These practitioners do not train to take hits instead of learning how to properly defend. It is usually better to avoid getting hit in the first place, but a wise student learns to accept that you will not always be fast enough to block something.

Fighters, especially full contact fighters (knockdown, MMA, etc) end up taking a lot of abuse during their fighting careers. A top level tournament fighter might have to fight 5 or more fights over a day or two in order to win his tournament. UFC fights are relatively long fights as well, with many long rounds. A great level of physical conditioning is required to be competitive.

What about those of us who don’t compete, but instead try to prepare for the fight that they hope never comes?

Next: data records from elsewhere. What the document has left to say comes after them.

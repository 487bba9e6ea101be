/// Failure of a single aggregation call.
///
/// Errors are local to the call that produced them. Aggregations are
/// deterministic, so retrying with the same input always fails the same way.
#[derive(Debug, Clone, PartialEq, Eq, derive_more::Display, derive_more::Error)]
pub enum StatsError {
    /// The statistic is undefined for zero elements.
    #[display("{statistic} is undefined for empty input")]
    EmptyInput { statistic: &'static str },
    /// A denominator vanished (e.g. zero variance in one of the fields).
    #[display("{statistic} is undefined: {reason}")]
    DegenerateInput {
        statistic: &'static str,
        reason: &'static str,
    },
}

impl StatsError {
    pub(crate) fn empty(statistic: &'static str) -> Self {
        Self::EmptyInput { statistic }
    }

    pub(crate) fn degenerate(statistic: &'static str, reason: &'static str) -> Self {
        Self::DegenerateInput { statistic, reason }
    }
}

Should the student who prepares only for self-defense (and not competition) practice this way?

On the surface, no…

If you do not compete as a fighter, you aren’t likely to experience a long fight. Most self-defense encounters tend to be very violent, intense events but are also relatively short. I would not expect to be fighting for the 15 minutes or more that a professional MMA fight might take.

The average self-defense student is also unlikely to fight sequentially for days. He might fight multiple attackers, but not individually spread out over the course of a few hours.

Fighters also have other reasons to worry about conditioning. The purpose of most body conditioning is not necessarily to mitigate damage. Being hit can help build your body up and make it stronger against being hit in the future, but most conditioning helps serve to deaden nerves and make you impervious to the mental disruption that can come with being hit.

In any life or death encounter on the street, adrenaline will be a huge factor. You probably won’t feel most of the shots you take anyway. The first time I fought in a tournament in my youth I didn’t feel a single shot I took until about 30 minutes after the fight, at which point I couldn’t bend my leg and walking was… difficult. Conditioning has little effect on that first encounter.

The next time I fought, the first shot I took went right through me and I quickly realized something was different. Fighters condition because they won’t have the huge benefit of adrenaline at every fight. If you are jumped on the street, adrenaline is one advantage you can probably count on.

How to take a hit

If I’m too slow to get out of the way, I can position my body to mitigate the hit that I do take. Practicing getting hit means that when you are unable to block, you can at least take the hit on your terms. Generally this involves turning your body into the blow to brace yourself for the hit.

Face it, in a street fight you are going to get hit. If that is the case, shouldn’t we learn how to take the hit and not fold over like a cheap suit? Adrenaline can help you with pain and make you stronger, but it won’t keep the wind from getting knocked out of you. Learning how to properly exhale when being hit can.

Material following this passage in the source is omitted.